**YOUR OBJECTIVE:**
Check every line in the records below for the word "available" and report how many have it, nothing more.

SUPPLIED RECORDS START

impl Cpmac {
    pub fn new(index: usize) -> Self {
        assert!(index < 2);
        Self {
            index,
            regs: RegWindow::new(CPMAC_SIZE),
            mac_addr: [0; 6],
        }
    }

    /// Station address as assembled from the address registers.
    pub fn mac_addr(&self) -> [u8; 6] {
        self.mac_addr
    }

    pub fn mmio_read(&mut self, offset: u32) -> u32 {
        let val = self.regs.read(offset);
        tracing::trace!(target: "avalanche::cpmac", index = self.index, reg = reg_name(offset), offset = format_args!("{offset:#x}"), val = format_args!("{val:#010x}"), "read");
        if offset == REG_MAC_IN_VECTOR {
            self.regs.write(REG_MAC_IN_VECTOR, 0);
        }
        val
    }

    pub fn mmio_write(
        &mut self,
        offset: u32,
        val: u32,
        dma: &mut dyn Dma,
        net: Option<&mut (dyn NetworkBackend + 'static)>,
        irq: &mut dyn IrqLine,
    ) {
        self.regs.write(offset, val);
        tracing::trace!(target: "avalanche::cpmac", index = self.index, reg = reg_name(offset), offset = format_args!("{offset:#x}"), val = format_args!("{val:#010x}"), "write");
        match offset {
            REG_RX_MBP_ENABLE => {}
            REG_RX_MAXLEN => {
                tracing::trace!(target: "avalanche::cpmac", index = self.index, maxlen = val, "rx max packet length");
            }
            REG_TX_INTMASK_SET => {
                if val != 0 {
                    let channel = val.trailing_zeros();
                    self.regs
                        .set(REG_MAC_IN_VECTOR, MAC_IN_VECTOR_TX_INT_OR | channel);
                    irq.set_level(true);
                }
            }
            REG_MACADDRHI => {
                self.mac_addr = [
                    self.regs.byte(REG_MACADDRHI),
                    self.regs.byte(REG_MACADDRHI + 1),
                    self.regs.byte(REG_MACADDRHI + 2),
                    self.regs.byte(REG_MACADDRHI + 3),
                    self.regs.byte(REG_MACADDRMID),
                    self.regs.byte(REG_MACADDRLO_0),
                ];
                let mac = self.mac_addr;
                tracing::trace!(
                    target: "avalanche::cpmac",
                    index = self.index,
                    "setting MAC {:02x}:{:02x}:{:02x}:{:02x}:{:02x}:{:02x}",
                    mac[0], mac[1], mac[2], mac[3], mac[4], mac[5]
                );
            }
            REG_RXGOODFRAMES..=REG_RXDMAOVERRUNS => {
                // Statistics are read-only; the only legal write clears them.
                if val == u32::MAX {
                    self.regs.write(offset, 0);
                } else {
                    tracing::warn!(target: "avalanche::cpmac", index = self.index, reg = reg_name(offset), val = format_args!("{val:#010x}"), "unexpected write to statistics register");
                }
            }
            REG_TX0_HDP..=REG_TX7_HDP => {
                let channel = (offset - REG_TX0_HDP) / 4;
                self.drain_tx_chain(channel, val, dma, net, irq);
            }
            REG_RX0_HDP..=REG_RX7_HDP => {
                if val != 0 {
                    let desc = Descriptor::dma_read(dma, val);
                    tracing::trace!(
                        target: "avalanche::cpmac",
                        index = self.index,
                        reg = reg_name(offset),
                        next = format_args!("{:#010x}", desc.next),
                        buff = format_args!("{:#010x}", desc.buff),
                        length = desc.length,
                        mode = format_args!("{:#010x}", desc.mode),
                        "rx descriptor posted"
                    );
                }
            }
            _ => {}
        }
    }

    /// Walks the TX descriptor chain starting at `head` and emits one frame
    /// per descriptor. Ownership is returned to the driver in guest memory
    /// before the frame reaches the backend or the interrupt is raised.
    fn drain_tx_chain(
        &mut self,
        channel: u32,
        head: u32,
        dma: &mut dyn Dma,
        mut net: Option<&mut (dyn NetworkBackend + 'static)>,
        irq: &mut dyn IrqLine,
    ) {
        let mut val = head;
        let mut visited = 0usize;
        while val != 0 {
            visited += 1;
            if visited > TX_CHAIN_LIMIT {
                tracing::warn!(target: "avalanche::cpmac", index = self.index, channel, head = format_args!("{head:#010x}"), limit = TX_CHAIN_LIMIT, "tx descriptor chain too long, aborting drain");
                break;
            }

            let desc = Descriptor::dma_read(dma, val);
            tracing::trace!(
                target: "avalanche::cpmac",
                index = self.index,
                desc = format_args!("{val:#010x}"),
                next = format_args!("{:#010x}", desc.next),
                buff = format_args!("{:#010x}", desc.buff),
                length = desc.length,
                mode = format_args!("{:#010x}", desc.mode),
                "tx descriptor"
            );

            // The driver path only produces whole, owned frames; anything
            // else means the guest handed us garbage.
            assert_eq!(
                desc.mode & CB_SIZE_MASK,
                desc.length,
                "tx descriptor size field disagrees with length"
            );
            assert!(desc.mode & CB_SOF != 0, "tx descriptor without SOF");
            assert!(desc.mode & CB_EOF != 0, "tx descriptor without EOF");
            assert!(
                desc.mode & CB_OWNERSHIP != 0,
                "tx descriptor not owned by the device"
            );
            let len = desc.length as usize;
            assert!(len <= MAX_FRAME_SIZE + 4, "tx frame too large");

            let mut frame = vec![0u8; len];
            dma.read(desc.buff, &mut frame);

            dma.write_u32(val + Descriptor::MODE_OFFSET, desc.mode & !CB_OWNERSHIP);

            if let Some(net) = net.as_deref_mut() {
                tracing::trace!(target: "avalanche::cpmac", index = self.index, len, "sent frame:{}", dump(&frame));
                net.transmit(&frame);
                self.regs.inc(REG_TXGOODFRAMES);
                self.regs
                    .set(REG_MAC_IN_VECTOR, MAC_IN_VECTOR_TX_INT_OR | channel);
                irq.set_level(true);
            }

            val = desc.next;
        }
    }

    /// Whether an RX buffer is posted for channel 0.
    pub fn can_receive(&self) -> bool {
        self.regs.read(REG_RX0_HDP) != 0
    }

    /// Delivers a frame from the network backend into the posted RX
    /// descriptor. Drops silently (traced) when no owned buffer is
    /// available.
    pub fn receive(&mut self, frame: &[u8], dma: &mut dyn Dma, irq: &mut dyn IrqLine) {
        tracing::trace!(target: "avalanche::cpmac", index = self.index, len = frame.len(), "received frame:{}", dump(frame));

        match frame.get(..6) {
            Some(dst) if dst == [0xff; 6] => {
                self.regs.inc(REG_RXBROADCASTFRAMES);
            }
            Some(dst) if dst[0] & 0x01 != 0 => {
                self.regs.inc(REG_RXMULTICASTFRAMES);
            }
            Some(dst) if dst == self.mac_addr => {
                tracing::trace!(target: "avalanche::cpmac", index = self.index, "frame for our address");
            }
            _ => {
                tracing::trace!(target: "avalanche::cpmac", index = self.index, "frame for unknown address");
            }
        }

        if frame.len() < 64 {
            self.regs.inc(REG_RXUNDERSIZEDFRAMES);
        } else if frame.len() > MAX_FRAME_SIZE {
            self.regs.inc(REG_RXOVERSIZEDFRAMES);
        }
        self.regs.inc(REG_RXGOODFRAMES);

        let head = self.regs.read(REG_RX0_HDP);
        if head == 0 {
            tracing::trace!(target: "avalanche::cpmac", index = self.index, "no rx buffer available, frame dropped");
            return;
        }

        let mut desc = Descriptor::dma_read(dma, head);
        if desc.mode & CB_OWNERSHIP == 0 {
            tracing::trace!(target: "avalanche::cpmac", index = self.index, desc = format_args!("{head:#010x}"), "rx buffer not free, frame dropped");
            return;
        }

        let size = frame.len() as u32;
        let mut mode = desc.mode & !(CB_OWNERSHIP | CB_SIZE_MASK);
        mode |= size & CB_SIZE_MASK;
        mode |= CB_SOF | CB_EOF;
        if desc.next == 0 {
            mode |= CB_EOQ;
        }
        desc.length = size;
        desc.mode = mode;

        dma.write(head, &desc.to_bytes());
        dma.write(desc.buff, frame);
        self.regs.write(REG_RX0_HDP, desc.next);

        self.regs.set(REG_MAC_IN_VECTOR, MAC_IN_VECTOR_RX_INT_OR);
        irq.set_level(true);
    }

    pub fn reset(&mut self) {
        self.regs.fill_zero();
        self.mac_addr = [0; 6];
    }
}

SUPPLIED RECORDS END

**EXERCISE SOLUTION:**
2